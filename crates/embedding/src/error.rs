use thiserror::Error;

pub type Result<T> = std::result::Result<T, EmbeddingError>;

/// *EmbeddingError* (spec.md §7): provider exhaustion or a dimension
/// mismatch. Both are fatal for the current operation.
#[derive(Error, Debug)]
pub enum EmbeddingError {
    #[error("embedding cache used before initialize() completed")]
    NotReady,

    #[error("embedding provider error (status {status:?}) after retries: {message}")]
    Provider {
        status: Option<u16>,
        message: String,
    },

    #[error("embedding provider returned {got} vectors for {expected} inputs")]
    DimensionMismatch { expected: usize, got: usize },

    #[error("disk cache I/O error: {0}")]
    Io(#[from] std::io::Error),

    #[error("disk cache entry could not be parsed as JSON: {0}")]
    CacheCorrupt(String),
}
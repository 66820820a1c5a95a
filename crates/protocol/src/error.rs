use serde::{Deserialize, Serialize};
use thiserror::Error;

/// Abstract error category shared across crates (spec.md §7).
///
/// These are *categories*, not concrete error types — each crate defines its
/// own `thiserror` enum and maps into this one only at the RPC boundary,
/// where the caller needs a stable, serializable tag rather than a Rust
/// type.
#[derive(Debug, Clone, Copy, PartialEq, Eq, Serialize, Deserialize)]
#[serde(rename_all = "snake_case")]
pub enum ErrorCategory {
    Config,
    NotIndexed,
    EmptyTree,
    Embedding,
    VectorStore,
    Io,
    InvalidRequest,
    Internal,
}

impl ErrorCategory {
    #[must_use]
    pub const fn as_str(self) -> &'static str {
        match self {
            Self::Config => "config_error",
            Self::NotIndexed => "not_indexed",
            Self::EmptyTree => "empty_tree",
            Self::Embedding => "embedding_error",
            Self::VectorStore => "vector_store_error",
            Self::Io => "io_error",
            Self::InvalidRequest => "invalid_request",
            Self::Internal => "internal_error",
        }
    }
}

#[derive(Error, Debug)]
pub enum ProtocolError {
    #[error("JSON error: {0}")]
    Json(#[from] serde_json::Error),

    #[error("{0}")]
    Other(String),
}
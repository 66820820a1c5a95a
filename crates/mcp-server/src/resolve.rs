use crate::app::AppState;
use crate::error::AppError;

/// Resolves a tool call's `path`/`project` pair to a normalized tree path
/// (spec.md §6: "Either `path` (absolute) or `project` (registered name)
/// resolves the tree; absence yields an error that lists registered
/// projects").
pub fn resolve_tree(state: &AppState, path: Option<&str>, project: Option<&str>) -> Result<String, AppError> {
    if let Some(path) = path {
        return Ok(eidetic_indexer::normalize_path(path));
    }
    if let Some(project) = project {
        return state.registry.resolve_project(project).ok_or_else(|| {
            AppError::InvalidRequest(format!(
                "no registered project named {project:?}.\n{}",
                registered_projects_blob(state)
            ))
        });
    }
    Err(AppError::InvalidRequest(format!(
        "either `path` or `project` is required.\n{}",
        registered_projects_blob(state)
    )))
}

fn registered_projects_blob(state: &AppState) -> String {
    let projects = state.registry.list_projects();
    if projects.is_empty() {
        return "No projects are registered yet.".to_string();
    }
    let mut lines = vec!["Registered projects:".to_string()];
    for (name, path) in projects {
        lines.push(format!("  {name} -> {path}"));
    }
    lines.join("\n")
}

━━━━━━━━━━━━━━━━━━━━

Retype each record above so that every word stays exactly the same.

filename crates/embedding/src/error.rs
use thiserror::Error;

pub type Result<T> = std::result::Result<T, EmbeddingError>;

/// *EmbeddingError* (spec.md §7): provider exhaustion or a dimension
/// mismatch. Both are fatal for the current operation.
#[derive(Error, Debug)]
pub enum EmbeddingError {
    #[error("embedding cache used before initialize() completed")]
    NotReady,

    #[error("embedding provider error (status {status:?}) after retries: {message}")]
    Provider {
        status: Option<u16>,
        message: String,
    },

    #[error("embedding provider returned {got} vectors for {expected} inputs")]
    DimensionMismatch { expected: usize, got: usize },

    #[error("disk cache I/O error: {0}")]
    Io(#[from] std::io::Error),

    #[error("disk cache entry could not be parsed as JSON: {0}")]
    CacheCorrupt(String),
}
repository 66820820a1c5a95a
filename crates/protocol/src/error.rs
use serde::{Deserialize, Serialize};
use thiserror::Error;

/// Abstract error category shared across crates (spec.md §7).
///
/// These are *categories*, not concrete error types — each crate defines its
/// own `thiserror` enum and maps into this one only at the RPC boundary,
/// where the caller needs a stable, serializable tag rather than a Rust
/// type.
#[derive(Debug, Clone, Copy, PartialEq, Eq, Serialize, Deserialize)]
#[serde(rename_all = "snake_case")]
pub enum ErrorCategory {
    Config,
    NotIndexed,
    EmptyTree,
    Embedding,
    VectorStore,
    Io,
    InvalidRequest,
    Internal,
}

impl ErrorCategory {
    #[must_use]
    pub const fn as_str(self) -> &'static str {
        match self {
            Self::Config => "config_error",
            Self::NotIndexed => "not_indexed",
            Self::EmptyTree => "empty_tree",
            Self::Embedding => "embedding_error",
            Self::VectorStore => "vector_store_error",
            Self::Io => "io_error",
            Self::InvalidRequest => "invalid_request",
            Self::Internal => "internal_error",
        }
    }
}

#[derive(Error, Debug)]
pub enum ProtocolError {
    #[error("JSON error: {0}")]
    Json(#[from] serde_json::Error),

    #[error("{0}")]
    Other(String),
}
repository 66820820a1c5a95a
filename crates/mcp-server/src/resolve.rs
use crate::app::AppState;
use crate::error::AppError;

/// Resolves a tool call's `path`/`project` pair to a normalized tree path
/// (spec.md §6: "Either `path` (absolute) or `project` (registered name)
/// resolves the tree; absence yields an error that lists registered
/// projects").
pub fn resolve_tree(state: &AppState, path: Option<&str>, project: Option<&str>) -> Result<String, AppError> {
    if let Some(path) = path {
        return Ok(eidetic_indexer::normalize_path(path));
    }
    if let Some(project) = project {
        return state.registry.resolve_project(project).ok_or_else(|| {
            AppError::InvalidRequest(format!(
                "no registered project named {project:?}.\n{}",
                registered_projects_blob(state)
            ))
        });
    }
    Err(AppError::InvalidRequest(format!(
        "either `path` or `project` is required.\n{}",
        registered_projects_blob(state)
    )))
}

fn registered_projects_blob(state: &AppState) -> String {
    let projects = state.registry.list_projects();
    if projects.is_empty() {
        return "No projects are registered yet.".to_string();
    }
    let mut lines = vec!["Registered projects:".to_string()];
    for (name, path) in projects {
        lines.push(format!("  {name} -> {path}"));
    }
    lines.join("\n")
}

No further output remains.